The Consent Form: Risk Awareness and Inability to Sue the Company
When receiving a vaccination (this one from Rite Aid), the patient has to read and sign a form which includes the following:
“I have read, or have had read to me the Vaccination Information Sheet (VIS) regarding the vaccine(s). I have had the opportunity to ask questions that were answered to my satisfaction and understand the benefits and risks of the vaccine(s). I consent to, or give consent for, the administration of the vaccine(s). I fully release and discharge Rite Aid Corporation, its affiliates, officers, directors, and employees from any liability for illness, injury, loss, or damage which may result there from,” states the Rite Aid consent form.
There are two important parts to this consent: you are signing that you understand the risks and that you cannot sue the company if adverse reactions occur.

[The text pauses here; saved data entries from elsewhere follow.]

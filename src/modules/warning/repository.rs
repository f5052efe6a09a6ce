use chrono::NaiveDateTime;
use serde::Serialize;
use sqlx::PgExecutor;
use ulid::Ulid;

#[derive(Serialize, Clone, Debug, sqlx::FromRow)]
pub struct Warning {
    pub id: String,
    pub user_id: String,
    pub issued_by: Option<String>,
    pub reason: String,
    pub created_at: NaiveDateTime,
}

#[derive(Debug)]
pub enum Error {
    UnexpectedError,
}

type Result<T> = std::result::Result<T, Error>;

pub struct CreateWarningPayload {
    pub user_id: String,
    pub issued_by: String,
    pub reason: String,
}

pub async fn create<'e, E: PgExecutor<'e>>(e: E, payload: CreateWarningPayload) -> Result<Warning> {
    sqlx::query_as::<_, Warning>(
        "
        INSERT INTO warnings (id, user_id, issued_by, reason)
        VALUES ($1, $2, $3, $4)
        RETURNING *
        ",
    )
    .bind(Ulid::new().to_string())
    .bind(payload.user_id.clone())
    .bind(payload.issued_by)
    .bind(payload.reason)
    .fetch_one(e)
    .await
    .map_err(|err| {
        tracing::error!(
            "Error occurred while warning user {}: {}",
            payload.user_id,
            err
        );
        Error::UnexpectedError
    })
}

pub async fn find_many_by_user_id<'e, E: PgExecutor<'e>>(
    e: E,
    user_id: String,
) -> Result<Vec<Warning>> {
    sqlx::query_as::<_, Warning>(
        "SELECT * FROM warnings WHERE user_id = $1 ORDER BY created_at DESC",
    )
    .bind(user_id.clone())
    .fetch_all(e)
    .await
    .map_err(|err| {
        tracing::error!(
            "Error occurred while fetching warnings of user {}: {}",
            user_id,
            err
        );
        Error::UnexpectedError
    })
}

pub async fn count_by_user_id<'e, E: PgExecutor<'e>>(e: E, user_id: String) -> Result<i64> {
    sqlx::query_scalar::<_, i64>("SELECT COUNT(*) FROM warnings WHERE user_id = $1")
        .bind(user_id.clone())
        .fetch_one(e)
        .await
        .map_err(|err| {
            tracing::error!(
                "Error occurred while counting warnings of user {}: {}",
                user_id,
                err
            );
            Error::UnexpectedError
        })
}
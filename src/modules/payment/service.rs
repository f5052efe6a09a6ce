use crate::{
    modules::{order::repository::Order, user::repository::User},
    types::Context,
    utils::{money, payment},
};
use bigdecimal::BigDecimal;
use serde::{Deserialize, Serialize};
use std::sync::Arc;
use ulid::Ulid;

#[derive(Serialize, Deserialize, Clone, Debug, PartialEq)]
pub struct OrderInvoiceMetadata {
    pub order_id: String,
}

#[derive(Serialize, Deserialize, Clone, Debug, PartialEq)]
pub struct TopupMetadata {
    pub user_id: String,
}

/// Attached to every gateway transaction so the webhook knows what was paid for.
#[derive(Serialize, Deserialize, Clone, Debug, PartialEq)]
#[serde(untagged)]
pub enum Metadata {
    Order(OrderInvoiceMetadata),
    Topup(TopupMetadata),
}

#[derive(Debug)]
pub enum Error {
    InvalidAmount,
    UnexpectedError,
}

pub type Invoice = payment::InitializedTransaction;

fn reference(prefix: &str) -> String {
    format!("{}_{}", prefix, Ulid::new().to_string().to_lowercase())
}

async fn create_invoice(
    ctx: Arc<Context>,
    email: String,
    amount: &BigDecimal,
    reference: String,
    metadata: Metadata,
) -> Result<Invoice, Error> {
    let amount = money::to_minor_units(amount).ok_or(Error::InvalidAmount)?;

    payment::initialize_transaction(
        &ctx.payment,
        payment::InitializeTransactionPayload {
            email,
            amount,
            reference,
            metadata,
            callback_url: ctx.payment.callback_url.clone(),
        },
    )
    .await
    .map_err(|err| {
        tracing::error!("Failed to create payment invoice: {:?}", err);
        Error::UnexpectedError
    })
}

pub async fn create_order_invoice(
    ctx: Arc<Context>,
    order: &Order,
    customer: &User,
) -> Result<Invoice, Error> {
    create_invoice(
        ctx,
        customer.email.clone(),
        &order.total,
        reference("order"),
        Metadata::Order(OrderInvoiceMetadata {
            order_id: order.id.clone(),
        }),
    )
    .await
}

pub async fn create_topup_invoice(
    ctx: Arc<Context>,
    user: &User,
    amount: &BigDecimal,
) -> Result<Invoice, Error> {
    create_invoice(
        ctx,
        user.email.clone(),
        amount,
        reference("topup"),
        Metadata::Topup(TopupMetadata {
            user_id: user.id.clone(),
        }),
    )
    .await
}

#[cfg(test)]
mod tests {
    use super::*;
    use serde_json::json;

    #[test]
    fn metadata_is_told_apart_by_its_keys() {
        assert_eq!(
            serde_json::from_value::<Metadata>(json!({ "order_id": "o1" })).unwrap(),
            Metadata::Order(OrderInvoiceMetadata {
                order_id: "o1".to_string()
            })
        );
        assert_eq!(
            serde_json::from_value::<Metadata>(json!({ "user_id": "u1", "referrer": "x" }))
                .unwrap(),
            Metadata::Topup(TopupMetadata {
                user_id: "u1".to_string()
            })
        );
        assert!(serde_json::from_value::<Metadata>(json!({ "cart_id": "c1" })).is_err());
    }

    #[test]
    fn references_are_prefixed_and_unique() {
        let first = reference("order");
        assert!(first.starts_with("order_"));
        assert_ne!(first, reference("order"));
    }
}
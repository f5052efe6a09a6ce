pub mod request {
    use crate::modules::auth::middleware::DeliveryManAuth;

    pub struct Payload {
        pub auth: DeliveryManAuth,
        pub id: String,
    }
}

pub mod response {
    use crate::modules::order::repository::Order;
    use axum::{extract::Json, http::StatusCode, response::IntoResponse};
    use serde_json::json;

    pub enum Success {
        OrderClaimed(Order),
    }

    impl IntoResponse for Success {
        fn into_response(self) -> axum::response::Response {
            match self {
                Self::OrderClaimed(order) => (StatusCode::OK, Json(json!(order))).into_response(),
            }
        }
    }

    pub enum Error {
        Unavailable,
        OrderNotFound,
        AlreadyTaken,
        FailedToClaimOrder,
    }

    impl IntoResponse for Error {
        fn into_response(self) -> axum::response::Response {
            match self {
                Self::Unavailable => (
                    StatusCode::BAD_REQUEST,
                    Json(json!({ "error": "Set yourself as available before claiming orders" })),
                )
                    .into_response(),
                Self::OrderNotFound => (
                    StatusCode::NOT_FOUND,
                    Json(json!({ "error": "Order not found" })),
                )
                    .into_response(),
                Self::AlreadyTaken => (
                    StatusCode::CONFLICT,
                    Json(json!({ "error": "Order is no longer available" })),
                )
                    .into_response(),
                Self::FailedToClaimOrder => (
                    StatusCode::INTERNAL_SERVER_ERROR,
                    Json(json!({ "error": "Failed to claim order" })),
                )
                    .into_response(),
            }
        }
    }

    pub type Response = Result<Success, Error>;
}
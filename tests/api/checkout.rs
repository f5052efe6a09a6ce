use crate::helpers::TestApp;
use axum::http::{Method, StatusCode};
use bigdecimal::BigDecimal;
use serde_json::json;
use sqlx::PgPool;

#[sqlx::test]
async fn wallet_checkout_debits_and_empties_the_cart(pool: PgPool) {
    let app = TestApp::new(pool);
    let restaurant = app.restaurant().await;
    let (customer, address_id) = app.ready_cart(&restaurant, 1000, 10000).await;

    let (status, body) = app.checkout(&customer, &address_id, "WALLET").await;

    assert_eq!(status, StatusCode::CREATED);
    assert_eq!(body["order"]["is_paid"], json!(true));
    assert_eq!(body["order"]["status"], json!("PENDING"));
    assert_eq!(body["items"].as_array().unwrap().len(), 1);
    assert_eq!(body["url"], json!(null));
    assert_eq!(app.balance(&customer.id).await, BigDecimal::from(9000));

    let (_, cart) = app.call(Method::GET, "/api/cart", &customer.token, None).await;
    assert!(cart["items"].as_array().unwrap().is_empty());
}

#[sqlx::test]
async fn insufficient_balance_places_nothing(pool: PgPool) {
    let app = TestApp::new(pool);
    let restaurant = app.restaurant().await;
    let (customer, address_id) = app.ready_cart(&restaurant, 1000, 500).await;

    let (status, body) = app.checkout(&customer, &address_id, "WALLET").await;

    assert_eq!(status, StatusCode::BAD_REQUEST);
    assert_eq!(body["error"], json!("Insufficient wallet balance"));
    assert_eq!(app.balance(&customer.id).await, BigDecimal::from(500));
    assert_eq!(
        app.count("SELECT COUNT(*) FROM orders WHERE customer_id = $1", &customer.id)
            .await,
        0
    );

    let (_, cart) = app.call(Method::GET, "/api/cart", &customer.token, None).await;
    assert_eq!(cart["items"].as_array().unwrap().len(), 1);
}

#[sqlx::test]
async fn empty_cart_cannot_be_checked_out(pool: PgPool) {
    let app = TestApp::new(pool);
    let customer = app.customer().await;
    let address_id = app.address(&customer.id).await;

    let (status, body) = app.checkout(&customer, &address_id, "CASH").await;

    assert_eq!(status, StatusCode::BAD_REQUEST);
    assert_eq!(body["error"], json!("Cart is empty"));
}

#[sqlx::test]
async fn a_cart_is_checked_out_once_under_double_submit(pool: PgPool) {
    let app = TestApp::new(pool);
    let restaurant = app.restaurant().await;
    let (customer, address_id) = app.ready_cart(&restaurant, 1000, 10000).await;

    let ((first, _), (second, _)) = tokio::join!(
        app.checkout(&customer, &address_id, "WALLET"),
        app.checkout(&customer, &address_id, "WALLET"),
    );

    let mut statuses = vec![first.as_u16(), second.as_u16()];
    statuses.sort();
    assert_eq!(statuses, vec![201, 400]);
    assert_eq!(
        app.count("SELECT COUNT(*) FROM orders WHERE customer_id = $1", &customer.id)
            .await,
        1
    );
    assert_eq!(app.balance(&customer.id).await, BigDecimal::from(9000));
}
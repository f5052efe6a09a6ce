mod handler;
mod service;
mod types;

use crate::types::Context;
use axum::{routing::get, Router};
use std::sync::Arc;

pub fn get_router() -> Router<Arc<Context>> {
    Router::new().route("/transactions", get(handler::handler))
}
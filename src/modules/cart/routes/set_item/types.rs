pub mod request {
    use crate::modules::auth::middleware::CustomerAuth;
    use serde::Deserialize;
    use validator::{Validate, ValidationError};

    #[derive(Deserialize, Validate)]
    #[validate(schema(function = "validate_target"))]
    pub struct Body {
        pub product_id: Option<String>,
        pub combo_id: Option<String>,
        #[validate(range(min = 1, max = 50))]
        pub quantity: i32,
        #[serde(default)]
        pub addon_ids: Vec<String>,
        #[validate(length(max = 500))]
        pub note: Option<String>,
        /// Empty a cart holding another restaurant's items instead of refusing.
        #[serde(default)]
        pub replace: bool,
    }

    fn validate_target(body: &Body) -> Result<(), ValidationError> {
        match (&body.product_id, &body.combo_id) {
            (Some(_), None) | (None, Some(_)) => Ok(()),
            _ => Err(ValidationError::new("exactly_one_of_product_or_combo")),
        }
    }

    pub struct Payload {
        pub auth: CustomerAuth,
        pub body: Body,
    }

    #[cfg(test)]
    mod tests {
        use super::*;
        use serde_json::json;

        fn body(value: serde_json::Value) -> Body {
            serde_json::from_value(value).unwrap()
        }

        #[test]
        fn exactly_one_target_is_required() {
            assert!(body(json!({ "product_id": "p", "quantity": 1 }))
                .validate()
                .is_ok());
            assert!(body(json!({ "combo_id": "c", "quantity": 1 }))
                .validate()
                .is_ok());
            assert!(body(json!({ "quantity": 1 })).validate().is_err());
            assert!(body(json!({ "product_id": "p", "combo_id": "c", "quantity": 1 }))
                .validate()
                .is_err());
        }

        #[test]
        fn quantity_is_bounded() {
            assert!(body(json!({ "product_id": "p", "quantity": 0 }))
                .validate()
                .is_err());
            assert!(body(json!({ "product_id": "p", "quantity": 50 }))
                .validate()
                .is_ok());
            assert!(body(json!({ "product_id": "p", "quantity": 51 }))
                .validate()
                .is_err());
        }
    }
}

pub mod response {
    use crate::{modules::cart::service::CartView, utils::validation};
    use axum::{extract::Json, http::StatusCode, response::IntoResponse};
    use serde_json::json;
    use validator::ValidationErrors;

    pub enum Success {
        Cart(CartView),
    }

    impl IntoResponse for Success {
        fn into_response(self) -> axum::response::Response {
            match self {
                Self::Cart(cart) => (StatusCode::OK, Json(cart)).into_response(),
            }
        }
    }

    pub enum Error {
        FailedToValidate(ValidationErrors),
        ItemNotFound,
        InvalidAddons,
        DifferentRestaurant,
        FailedToUpdateCart,
    }

    impl IntoResponse for Error {
        fn into_response(self) -> axum::response::Response {
            match self {
                Self::FailedToValidate(errors) => validation::into_response(errors).into_response(),
                Self::ItemNotFound => (
                    StatusCode::NOT_FOUND,
                    Json(json!({ "error": "Product or combo not found" })),
                )
                    .into_response(),
                Self::InvalidAddons => (
                    StatusCode::BAD_REQUEST,
                    Json(json!({ "error": "Addons are not available for this item" })),
                )
                    .into_response(),
                Self::DifferentRestaurant => (
                    StatusCode::CONFLICT,
                    Json(json!({ "error": "Cart holds items from another restaurant" })),
                )
                    .into_response(),
                Self::FailedToUpdateCart => (
                    StatusCode::INTERNAL_SERVER_ERROR,
                    Json(json!({ "error": "Failed to update cart" })),
                )
                    .into_response(),
            }
        }
    }

    pub type Response = Result<Success, Error>;
}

To fully understand the risks, you would have to read the full information sheet about Fluzone or Fluzone High-Dose, which includes the data on clinical trials and deaths post-vaccination, as well as almost 30 adverse reactions (from mild to potentially life-threatening) reported post-approval of the vaccine. However, this sheet is printed for the health provider only, and they are not likely to show it to the patient (could they be hiding something)?
What does the patient receive? – An official patient information sheet that only lists pain, aches, tiredness and headache for side effects of Fluzone high-dose and tells you to ask your health provider about the rest. This is where as a patient, you have to be vigilant and ask very specific questions and do your own research.
The second part of your consent is understanding that you cannot sue the pharmacy that gave you the shot, but also it is important to know that you cannot sue the manufacturer of the vaccine as well.
Unlike suing the company that manufactured a drug that caused an adverse reaction (which is becoming a huge problem as anyone who watches late night TV has noticed), vaccine manufacturers cannot be sued. Instead, the adverse reactions can be reported to The Vaccine Adverse Event Reporting System (VAERS), and the person can apply for compensation through the National Vaccine Injury Compensation Program (VICP), which has paid out over $3 billion to vaccine injury victims since it was started in 1986 (two-thirds of applicants are denied, so the real number of victims could be far higher).
While some people were successful at proving that the vaccine caused an injury (as in the case of Bailey Banks whose MMR vaccine caused ADEM, an intense swelling in the brain), the vaccine manufacturers can never be held liable. It’s an unfortunate reality that has allowed the industry to thrive even as these “significant adverse events” (like deaths) continue to mount. Be sure to keep these points in mind before you or your loved one goes in for their next shot.
Disclaimer: This article is for informational purposes only. Consult a doctor before making any major changes to your health, diet, or medicine-related routine.